Speaking of the FERC order, David Sligh, Conservation Director for Wild Virginia said:  “The command that Mountain Valley cease all construction immediately is appropriate and necessary to meet the law. However, FERC has previously allowed work that is clearly construction to be done under the guise that it is ‘stabilization.’ The Commission must now act responsibly and clearly prohibit all activities that are not absolutely necessary to protect the environment. FERC must no longer play deceptive games that allow further destruction from a project that cannot protect our resources and may never be completed.”

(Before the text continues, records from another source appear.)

//! Temporal alignment across sources

use chrono::{DateTime, Utc};
use serde::{Deserialize, Serialize};

use crate::constants::readiness::{MIN_TEMPORAL_CONSISTENCY, MIN_TEMPORAL_COVERAGE, MISALIGNED_PAIR_PENALTY};
use crate::constants::time::ALIGNMENT_GAP_DAYS;
use crate::constants::EPSILON;
use crate::stats::clamp_score;
use crate::time::{days_between, DateRange};

/// Thresholds of the alignment check
#[derive(Debug, Clone, PartialEq, Serialize, Deserialize)]
#[serde(default, rename_all = "camelCase")]
pub struct AlignmentConfig {
    /// Gap between consecutive samples (or latest timestamps) that counts as misaligned
    pub gap_days: f64,
    pub misaligned_pair_penalty: f64,
    pub min_coverage_pct: f64,
    pub min_consistency: f64,
}

impl Default for AlignmentConfig {
    fn default() -> Self {
        Self {
            gap_days: ALIGNMENT_GAP_DAYS,
            misaligned_pair_penalty: MISALIGNED_PAIR_PENALTY,
            min_coverage_pct: MIN_TEMPORAL_COVERAGE,
            min_consistency: MIN_TEMPORAL_CONSISTENCY,
        }
    }
}

/// Stretch between two consecutive observations longer than the gap limit
#[derive(Debug, Clone, Copy, PartialEq, Serialize, Deserialize)]
pub struct TemporalGap {
    pub range: DateRange,
    pub days: f64,
}

/// Timestamps of one source
#[derive(Debug, Clone, Copy)]
pub struct SourceTimeline<'a> {
    pub source: &'a str,
    pub timestamps: &'a [DateTime<Utc>],
}

impl<'a> SourceTimeline<'a> {
    pub fn new(source: &'a str, timestamps: &'a [DateTime<Utc>]) -> Self {
        Self { source, timestamps }
    }

    fn latest(&self) -> Option<DateTime<Utc>> {
        self.timestamps.iter().max().copied()
    }
}

#[derive(Debug, Clone, PartialEq, Serialize, Deserialize)]
#[serde(rename_all = "camelCase")]
pub struct TemporalAlignmentInfo {
    pub aligned: bool,
    pub gaps: Vec<TemporalGap>,
    /// Share of the monitoring period not lost to gaps, in [0, 100]
    pub coverage_pct: f64,
    /// 100 minus the penalty for each pair of sources whose latest timestamps disagree
    pub consistency_score: f64,
    pub misaligned_pairs: Vec<(String, String)>,
    pub observation_count: usize,
}

/// Check that the sources jointly cover `period` and report recent data together.
///
/// With no timestamps at all the coverage is 0 and the sources are not aligned.
pub fn assess_temporal_alignment(
    period: &DateRange,
    sources: &[SourceTimeline<'_>],
    config: &AlignmentConfig,
) -> TemporalAlignmentInfo {
    let mut all: Vec<DateTime<Utc>> = sources.iter().flat_map(|s| s.timestamps.iter().copied()).collect();
    all.sort();

    let gaps: Vec<TemporalGap> = all
        .windows(2)
        .filter_map(|pair| {
            let days = days_between(pair[0], pair[1]);
            (days > config.gap_days).then(|| TemporalGap {
                range: DateRange { start: pair[0], end: pair[1] },
                days,
            })
        })
        .collect();

    let coverage_pct = if all.is_empty() {
        0.0
    } else {
        let gap_days: f64 = gaps.iter().map(|g| g.days).sum();
        clamp_score(100.0 - gap_days / (period.days() + EPSILON) * 100.0)
    };

    let latest: Vec<(&str, DateTime<Utc>)> =
        sources.iter().filter_map(|s| s.latest().map(|t| (s.source, t))).collect();
    let mut misaligned_pairs = Vec::new();
    for (i, (a, a_latest)) in latest.iter().enumerate() {
        for (b, b_latest) in &latest[i + 1..] {
            if days_between(*a_latest, *b_latest) > config.gap_days {
                misaligned_pairs.push((a.to_string(), b.to_string()));
            }
        }
    }
    let consistency_score =
        clamp_score(100.0 - misaligned_pairs.len() as f64 * config.misaligned_pair_penalty);

    let aligned = !all.is_empty()
        && gaps.is_empty()
        && coverage_pct >= config.min_coverage_pct
        && consistency_score >= config.min_consistency;

    TemporalAlignmentInfo {
        aligned,
        gaps,
        coverage_pct,
        consistency_score,
        misaligned_pairs,
        observation_count: all.len(),
    }
}
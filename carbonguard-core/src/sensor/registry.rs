//! Registry of deployed sensor devices
//!
//! Status changes arrive from connection and heartbeat handling outside the
//! core; the registry only records them and answers which devices are live.

use std::collections::BTreeMap;

use chrono::{DateTime, Utc};
use log::{debug, warn};
use serde::{Deserialize, Serialize};

use crate::errors::{MonitoringError, MonitoringResult};
use crate::location::GeoPoint;

use super::SensorType;

/// Connection state of a device
#[derive(Debug, Clone, Copy, PartialEq, Eq, Hash, Default, Serialize, Deserialize)]
#[serde(rename_all = "lowercase")]
pub enum DeviceStatus {
    #[default]
    Active,
    Inactive,
    Error,
}

/// Long-lived registry entry for one device
#[derive(Debug, Clone, PartialEq, Serialize, Deserialize)]
#[serde(rename_all = "camelCase")]
pub struct SensorDevice {
    pub id: String,
    pub sensor_type: SensorType,
    pub location: GeoPoint,
    pub status: DeviceStatus,
    /// When the status last changed, if ever
    pub status_changed_at: Option<DateTime<Utc>>,
}

impl SensorDevice {
    pub fn new(id: impl Into<String>, sensor_type: SensorType, location: GeoPoint) -> Self {
        Self {
            id: id.into(),
            sensor_type,
            location,
            status: DeviceStatus::Active,
            status_changed_at: None,
        }
    }

    pub fn is_active(&self) -> bool {
        self.status == DeviceStatus::Active
    }
}

/// Devices keyed by id, iterated in id order
#[derive(Debug, Clone, Default)]
pub struct SensorRegistry {
    devices: BTreeMap<String, SensorDevice>,
}

impl SensorRegistry {
    pub fn new() -> Self {
        Self::default()
    }

    /// Register a device; ids must be unique and locations valid
    pub fn register(&mut self, device: SensorDevice) -> MonitoringResult<()> {
        device.location.validate()?;
        if self.devices.contains_key(&device.id) {
            return Err(MonitoringError::InvalidInput {
                field: "sensor_id",
                reason: "device already registered",
            });
        }
        debug!("registered {} sensor {}", device.sensor_type, device.id);
        self.devices.insert(device.id.clone(), device);
        Ok(())
    }

    /// Record a status transition. Returns the previous status, or `None`
    /// for an unknown device.
    pub fn set_status(
        &mut self,
        id: &str,
        status: DeviceStatus,
        at: DateTime<Utc>,
    ) -> Option<DeviceStatus> {
        let Some(device) = self.devices.get_mut(id) else {
            warn!("status update for unknown sensor {}", id);
            return None;
        };
        let previous = device.status;
        if previous != status {
            debug!("sensor {}: {:?} -> {:?}", id, previous, status);
            device.status = status;
            device.status_changed_at = Some(at);
        }
        Some(previous)
    }

    pub fn get(&self, id: &str) -> Option<&SensorDevice> {
        self.devices.get(id)
    }

    pub fn remove(&mut self, id: &str) -> Option<SensorDevice> {
        self.devices.remove(id)
    }

    pub fn len(&self) -> usize {
        self.devices.len()
    }

    pub fn is_empty(&self) -> bool {
        self.devices.is_empty()
    }

    pub fn iter(&self) -> impl Iterator<Item = &SensorDevice> {
        self.devices.values()
    }

    /// Devices currently reporting
    pub fn active(&self) -> impl Iterator<Item = &SensorDevice> {
        self.devices.values().filter(|d| d.is_active())
    }

    pub fn active_count(&self) -> usize {
        self.active().count()
    }
}
//! Trend breaks between adjacent moving-average windows
//!
//! For every position with two full windows behind it, the mean of the
//! trailing window is compared with the mean of the window before it. The
//! anomaly is reported on the last point of the trailing window.

use carbonguard_core::stats::mean;
use carbonguard_core::{AnomalyType, DetectedAnomaly, SeriesPoint, Severity};

use super::Detector;
use crate::scoring::{relative_change, score_confidence};
use crate::{DEFAULT_DEGRADATION_PCT, DEFAULT_TREND_BREAK_PCT, DEFAULT_TREND_WINDOW};

#[derive(Debug, Clone, Copy, PartialEq)]
pub struct TrendBreakDetector {
    /// Points per window, at least 1
    pub window: usize,
    /// Absolute change (%) reported as a trend break
    pub break_pct: f64,
    /// Change (%) at or below which a decline is degradation; negative
    pub degradation_pct: f64,
}

impl Default for TrendBreakDetector {
    fn default() -> Self {
        Self {
            window: DEFAULT_TREND_WINDOW,
            break_pct: DEFAULT_TREND_BREAK_PCT,
            degradation_pct: DEFAULT_DEGRADATION_PCT,
        }
    }
}

impl Detector for TrendBreakDetector {
    fn name(&self) -> &'static str {
        "trend_break"
    }

    fn detect(&self, series: &[SeriesPoint]) -> Vec<DetectedAnomaly> {
        let w = self.window.max(1);
        if series.len() < 2 * w {
            return Vec::new();
        }
        let values: Vec<f64> = series.iter().map(|p| p.value).collect();

        let mut found = Vec::new();
        for end in 2 * w..=series.len() {
            let (Some(previous), Some(current)) =
                (mean(&values[end - 2 * w..end - w]), mean(&values[end - w..end]))
            else {
                continue;
            };
            let change_pct = relative_change(previous, current) * 100.0;
            let score = (change_pct.abs() / 100.0).min(1.0);
            let point = series[end - 1];

            if change_pct.abs() > self.break_pct {
                found.push(DetectedAnomaly::new(
                    point,
                    score,
                    AnomalyType::TrendBreak,
                    Severity::Medium,
                    score_confidence(score),
                    format!(
                        "{}-point average moved {:+.1}% from {:.3} to {:.3}",
                        w, change_pct, previous, current
                    ),
                ));
            }
            if change_pct < self.degradation_pct {
                found.push(DetectedAnomaly::new(
                    point,
                    score,
                    AnomalyType::Degradation,
                    Severity::High,
                    score_confidence(score),
                    format!(
                        "{}-point average declined {:.1}% from {:.3} to {:.3}",
                        w,
                        change_pct.abs(),
                        previous,
                        current
                    ),
                ));
            }
        }
        found
    }
}

#[cfg(test)]
mod tests {
    use super::*;
    use crate::detectors::test_series::daily;

    #[test]
    fn step_up_is_a_trend_break_only() {
        let mut values = vec![10.0; 5];
        values.extend([13.0; 5]);
        let found = TrendBreakDetector::default().detect(&daily(&values));

        assert_eq!(found.len(), 1);
        assert_eq!(found[0].anomaly_type, AnomalyType::TrendBreak);
        assert_eq!(found[0].severity, Severity::Medium);
        assert_eq!(found[0].timestamp, daily(&values)[9].timestamp);
        assert!((found[0].anomaly_score - 0.3).abs() < 1e-6);
    }

    #[test]
    fn moderate_decline_is_degradation_only() {
        let mut values = vec![10.0; 5];
        values.extend([8.2; 5]);
        let found = TrendBreakDetector::default().detect(&daily(&values));

        assert_eq!(found.len(), 1);
        assert_eq!(found[0].anomaly_type, AnomalyType::Degradation);
        assert_eq!(found[0].severity, Severity::High);
    }

    #[test]
    fn steep_decline_tags_both() {
        let mut values = vec![10.0; 5];
        values.extend([6.0; 5]);
        let found = TrendBreakDetector::default().detect(&daily(&values));

        let kinds: Vec<_> = found.iter().map(|a| a.anomaly_type).collect();
        assert_eq!(kinds, vec![AnomalyType::TrendBreak, AnomalyType::Degradation]);
        assert!(found.iter().all(|a| (a.anomaly_score - 0.4).abs() < 1e-6));
    }

    #[test]
    fn needs_two_full_windows() {
        assert!(TrendBreakDetector::default().detect(&daily(&[1.0; 9])).is_empty());
    }
}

Dominion Buys Pipeline Support at Supreme Court

Dominion buys pipeline support at Supreme Court through GOP Attorneys General – that was the headline for an article posted by the Energy and Policy Institute on October 3, 2019, the day before the Supreme Court announced that it would hear the appeal of the 4th U.S. Circuit Court of Appeals ruling that the Forest Service could not authorize the pipeline to cross the Appalachian Trail. The article was reposted on DeSmog Blog on October 5, the day after the announcement.

The article points out that “Dominion Energy has received support in its case from Republican state Attorneys General and the US Department of Justice. Both US Attorney General William Barr and the state Attorneys General have close financial ties to the utility – including through a GOP group that funneled millions to one key proponent.”

Barr was on Dominion’s Board of Directors from 2009 until February 2019 when he resigned and was confirmed as US Attorney General. US Solicitor General Noel Francisco, who reports to Barr, asked the SCOTUS to hear the appeal of the 4th Circuit ruling. Worth noting: “Between 2009 and 2018, Barr received $2.3 million from Dominion in cash and stock awards, according to a Forbes report based on SEC filings. Upon his resignation from the Board, he received 2,000 shares of common stock, as outlined in his Ethics Agreement, worth about $150,000 at Dominion’s stock price this past spring. Barr was supposed to divest that stock within three months, according to his Ethics Agreement. Barr has yet to recuse himself publicly from activities relating to the ACP Supreme Court appeal….”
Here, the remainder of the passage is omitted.